EasyChair Preprint no. 12288

5 pagesDate: February 26, 2024


This study explores how sustainable retail locations can be achieved within the urban areas vis-a-vis the applications of GeoAI. The study develops conceptual framework on the integration of relevant datasets, tools, algorithms, and techniques for developing smart geo-spatial tools capable of aiding smart decisions on various activities including, retail real estate development, investment, occupation, and efficient urban centre planning. The study rests on three (3) broad underlying principles.
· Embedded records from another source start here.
use std::sync::atomic::{AtomicU64, Ordering};
use std::sync::Arc;
use std::time::Duration;

use tokio::time::sleep;

use crate::{
    GithubClient, GithubSettings, Result, SearchParams, SortOrder, UserSearchResult, UserSort,
};

const RESULTS_PER_SEARCH: u32 = 10;

/// Result of one [`DebouncedSearch::search`] call.
#[derive(Clone, Debug, PartialEq)]
pub enum SearchOutcome {
    Results(UserSearchResult),
    /// The trimmed query was below the minimum length; nothing was sent.
    TooShort,
    /// A newer call arrived before this one finished; its result was dropped.
    Superseded,
}

/// Search-as-you-type helper.
///
/// Every call waits out the debounce window and only the latest call's
/// response is delivered. Clones share the same generation counter.
#[derive(Clone, Debug)]
pub struct DebouncedSearch {
    client: GithubClient,
    debounce: Duration,
    min_chars: usize,
    generation: Arc<AtomicU64>,
}

impl DebouncedSearch {
    pub fn new(client: GithubClient, debounce: Duration, min_chars: usize) -> Self {
        Self {
            client,
            debounce,
            min_chars,
            generation: Arc::new(AtomicU64::new(0)),
        }
    }

    pub fn from_settings(client: GithubClient, settings: &GithubSettings) -> Self {
        Self::new(client, settings.search_debounce(), settings.search_min_chars)
    }

    /// Searches users matching `query`, best-followed first.
    ///
    /// `query` is trimmed before the minimum-length check and before it is
    /// sent, so a blank or whitespace-padded short query yields
    /// [`SearchOutcome::TooShort`] without a request.
    ///
    /// Errors from a superseded call are dropped along with its results.
    pub async fn search(&self, query: &str) -> Result<SearchOutcome> {
        let ticket = self.generation.fetch_add(1, Ordering::SeqCst) + 1;
        let query = query.trim();
        if query.chars().count() < self.min_chars {
            return Ok(SearchOutcome::TooShort);
        }

        sleep(self.debounce).await;
        if !self.is_current(ticket) {
            tracing::debug!(query, "search superseded during debounce");
            return Ok(SearchOutcome::Superseded);
        }

        let params = SearchParams::new(query)
            .sort(UserSort::Followers, SortOrder::Desc)
            .per_page(RESULTS_PER_SEARCH);
        let result = self.client.search_users(&params).await;

        if !self.is_current(ticket) {
            tracing::debug!(query, "discarding stale search response");
            return Ok(SearchOutcome::Superseded);
        }
        result.map(SearchOutcome::Results)
    }

    /// Invalidates every pending call.
    pub fn cancel(&self) {
        self.generation.fetch_add(1, Ordering::SeqCst);
    }

    fn is_current(&self, ticket: u64) -> bool {
        self.generation.load(Ordering::SeqCst) == ticket
    }
}
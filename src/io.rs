// Ultralytics 🚀 AGPL-3.0 License - https://ultralytics.com/license

//! Output artifacts: frame sinks, the track log, and output directory checks.

use std::fs::{self, OpenOptions};
use std::path::{Path, PathBuf};

use image::DynamicImage;
use serde::{Deserialize, Serialize};

use crate::error::{PipelineError, Result};
use crate::tracker::TrackSnapshot;

#[cfg(feature = "video")]
use std::sync::Once;
#[cfg(feature = "video")]
use video_rs::{Encoder, Time, encode::Settings as EncoderSettings};

#[cfg(feature = "video")]
static INIT: Once = Once::new();

/// Initialize `video-rs` once. Safe to call multiple times.
#[allow(clippy::missing_const_for_fn)]
pub fn init_video() {
    #[cfg(feature = "video")]
    INIT.call_once(|| {
        if let Err(e) = video_rs::init() {
            crate::error!("Failed to initialize video-rs: {e}");
        }
    });
}

/// Destination for rendered frames.
pub trait FrameSink {
    /// Append one frame.
    ///
    /// # Errors
    ///
    /// Returns an error if the frame cannot be written; the run aborts.
    fn write_frame(&mut self, frame: &DynamicImage) -> Result<()>;

    /// Flush and close the sink. Calling it more than once is a no-op.
    ///
    /// # Errors
    ///
    /// Returns an error if pending data cannot be flushed.
    fn finish(&mut self) -> Result<()>;
}

impl<S: FrameSink + ?Sized> FrameSink for &mut S {
    fn write_frame(&mut self, frame: &DynamicImage) -> Result<()> {
        (**self).write_frame(frame)
    }

    fn finish(&mut self) -> Result<()> {
        (**self).finish()
    }
}

/// Sink that keeps frames in memory.
#[derive(Debug, Default, Clone)]
pub struct MemorySink {
    frames: Vec<DynamicImage>,
    finished: bool,
}

impl MemorySink {
    /// Create an empty sink.
    #[must_use]
    pub fn new() -> Self {
        Self::default()
    }

    /// Frames written so far.
    #[must_use]
    pub fn frames(&self) -> &[DynamicImage] {
        &self.frames
    }

    /// Consume the sink and return its frames.
    #[must_use]
    pub fn into_frames(self) -> Vec<DynamicImage> {
        self.frames
    }

    /// Whether [`FrameSink::finish`] has been called.
    #[must_use]
    pub const fn is_finished(&self) -> bool {
        self.finished
    }
}

impl FrameSink for MemorySink {
    fn write_frame(&mut self, frame: &DynamicImage) -> Result<()> {
        if self.finished {
            return Err(PipelineError::WriteError("Sink already finished".to_string()));
        }
        self.frames.push(frame.clone());
        Ok(())
    }

    fn finish(&mut self) -> Result<()> {
        self.finished = true;
        Ok(())
    }
}

/// H.264 `yuv420p` MP4 writer backed by `video-rs`.
#[cfg(feature = "video")]
pub struct VideoWriter {
    encoder: Encoder,
    frame_duration: Time,
    position: Time,
    width: usize,
    height: usize,
    finished: bool,
}

#[cfg(feature = "video")]
impl VideoWriter {
    /// Create a writer. The parent directory must already exist.
    ///
    /// # Arguments
    ///
    /// * `path` - Output video path (e.g., "clip_tracked.mp4").
    /// * `width` - Frame width.
    /// * `height` - Frame height.
    /// * `fps` - Frames per second.
    ///
    /// # Errors
    ///
    /// Returns [`PipelineError::WriteError`] if the encoder cannot be created.
    pub fn new<P: AsRef<Path>>(path: P, width: usize, height: usize, fps: f32) -> Result<Self> {
        init_video();
        let path = path.as_ref();

        if !fps.is_finite() || fps <= 0.0 {
            return Err(PipelineError::WriteError(format!("Invalid frame rate {fps}")));
        }

        let settings = EncoderSettings::preset_h264_yuv420p(width, height, false);
        let encoder = Encoder::new(path, settings).map_err(|e| {
            PipelineError::WriteError(format!("Failed to create encoder for {}: {e}", path.display()))
        })?;

        Ok(Self {
            encoder,
            frame_duration: Time::from_secs_f64(1.0 / f64::from(fps)),
            position: Time::zero(),
            width,
            height,
            finished: false,
        })
    }
}

#[cfg(feature = "video")]
impl FrameSink for VideoWriter {
    fn write_frame(&mut self, frame: &DynamicImage) -> Result<()> {
        let rgb = frame.to_rgb8();
        let (width, height) = (rgb.width() as usize, rgb.height() as usize);

        if width != self.width || height != self.height {
            return Err(PipelineError::VideoError(format!(
                "Frame dimensions {width}x{height} do not match video dimensions {}x{}",
                self.width, self.height
            )));
        }

        let frame_array = ndarray::Array3::from_shape_vec((height, width, 3), rgb.into_raw())
            .map_err(|e| PipelineError::VideoError(e.to_string()))?;

        self.encoder
            .encode(&frame_array, self.position)
            .map_err(|e| PipelineError::VideoError(format!("Failed to encode frame: {e}")))?;

        self.position = self.position.aligned_with(self.frame_duration).add();
        Ok(())
    }

    fn finish(&mut self) -> Result<()> {
        if self.finished {
            return Ok(());
        }
        self.finished = true;
        self.encoder
            .finish()
            .map_err(|e| PipelineError::VideoError(format!("Failed to finish video encoding: {e}")))
    }
}

/// Tracks reported for one processed frame.
#[derive(Debug, Clone, PartialEq, Serialize, Deserialize)]
pub struct FrameRecord {
    /// Zero-based frame index.
    pub frame: usize,
    /// Tracks reported for this frame, sorted by id.
    pub tracks: Vec<TrackSnapshot>,
}

/// One [`FrameRecord`] per processed frame, serialized as a JSON array.
#[derive(Debug, Clone, Default, PartialEq, Serialize, Deserialize)]
#[serde(transparent)]
pub struct TrackLog {
    records: Vec<FrameRecord>,
}

impl TrackLog {
    /// Create an empty log.
    #[must_use]
    pub fn new() -> Self {
        Self::default()
    }

    /// Append the record for the next frame.
    pub fn push(&mut self, record: FrameRecord) {
        self.records.push(record);
    }

    /// All records in frame order.
    #[must_use]
    pub fn records(&self) -> &[FrameRecord] {
        &self.records
    }

    /// Number of records.
    #[must_use]
    pub fn len(&self) -> usize {
        self.records.len()
    }

    /// Whether no frame was recorded.
    #[must_use]
    pub fn is_empty(&self) -> bool {
        self.records.is_empty()
    }

    /// Distinct track ids in order of first appearance.
    #[must_use]
    pub fn track_ids(&self) -> Vec<u64> {
        let mut ids = Vec::new();
        for track in self.records.iter().flat_map(|r| &r.tracks) {
            if !ids.contains(&track.id) {
                ids.push(track.id);
            }
        }
        ids
    }

    /// Pretty-printed JSON.
    ///
    /// # Errors
    ///
    /// Returns [`PipelineError::SerializationError`] if serialization fails.
    pub fn to_json(&self) -> Result<String> {
        Ok(serde_json::to_string_pretty(self)?)
    }

    /// Write the log to `path` as pretty-printed JSON.
    ///
    /// # Errors
    ///
    /// Returns [`PipelineError::WriteError`] if the file cannot be written.
    pub fn save<P: AsRef<Path>>(&self, path: P) -> Result<()> {
        let path = path.as_ref();
        let json = self.to_json()?;
        fs::write(path, json).map_err(|e| {
            PipelineError::WriteError(format!("Failed to write {}: {e}", path.display()))
        })
    }

    /// Read a log written by [`TrackLog::save`].
    ///
    /// # Errors
    ///
    /// Returns [`PipelineError::ReadError`] if the file cannot be read and
    /// [`PipelineError::SerializationError`] if it is not a track log.
    pub fn load<P: AsRef<Path>>(path: P) -> Result<Self> {
        let path = path.as_ref();
        let json = fs::read_to_string(path).map_err(|e| {
            PipelineError::ReadError(format!("Failed to read {}: {e}", path.display()))
        })?;
        Ok(serde_json::from_str(&json)?)
    }
}

/// Check that `dir` exists, is a directory, and accepts new files.
///
/// Writability is probed by creating and removing a file.
///
/// # Errors
///
/// Returns [`PipelineError::WriteError`] describing the first failed check.
pub fn validate_output_dir<P: AsRef<Path>>(dir: P) -> Result<()> {
    let dir = dir.as_ref();

    if !dir.exists() {
        return Err(PipelineError::WriteError(format!(
            "Output directory does not exist: {}",
            dir.display()
        )));
    }
    if !dir.is_dir() {
        return Err(PipelineError::WriteError(format!(
            "Output path is not a directory: {}",
            dir.display()
        )));
    }

    let probe = dir.join(format!(".{}-write-probe-{}", crate::NAME, std::process::id()));
    OpenOptions::new()
        .write(true)
        .create_new(true)
        .open(&probe)
        .map_err(|e| {
            PipelineError::WriteError(format!("Output directory is not writable: {}: {e}", dir.display()))
        })?;
    fs::remove_file(&probe).map_err(|e| {
        PipelineError::WriteError(format!("Failed to remove probe file {}: {e}", probe.display()))
    })
}

/// `(<stem>_tracked.mp4, <stem>_tracks.json)` inside `out_dir`.
#[must_use]
pub fn output_paths(input: &Path, out_dir: &Path) -> (PathBuf, PathBuf) {
    let stem = input
        .file_stem()
        .map_or_else(|| "video".to_string(), |s| s.to_string_lossy().to_string());
    (
        out_dir.join(format!("{stem}_tracked.mp4")),
        out_dir.join(format!("{stem}_tracks.json")),
    )
}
That is: (1) retail consumers (directly or indirectly) control the retail property markets and retail property location performance (2) spatial behaviour of retail consumers can be scientifically assessed and scored based on interconnectedness of streets (that is, space syntax theory) through spatial configuration analysis and (3) historical data on retail property performance could help in predicting retail location performance and resilience index using predictive machine learning algorithms. The study argues that a rethinking of the distribution of physical retail spaces would be appropriate to ensure various classes of retail real estate are optimally positioned in locations that best meet the present needs of the stakeholders whilst considering the future implications of their actions.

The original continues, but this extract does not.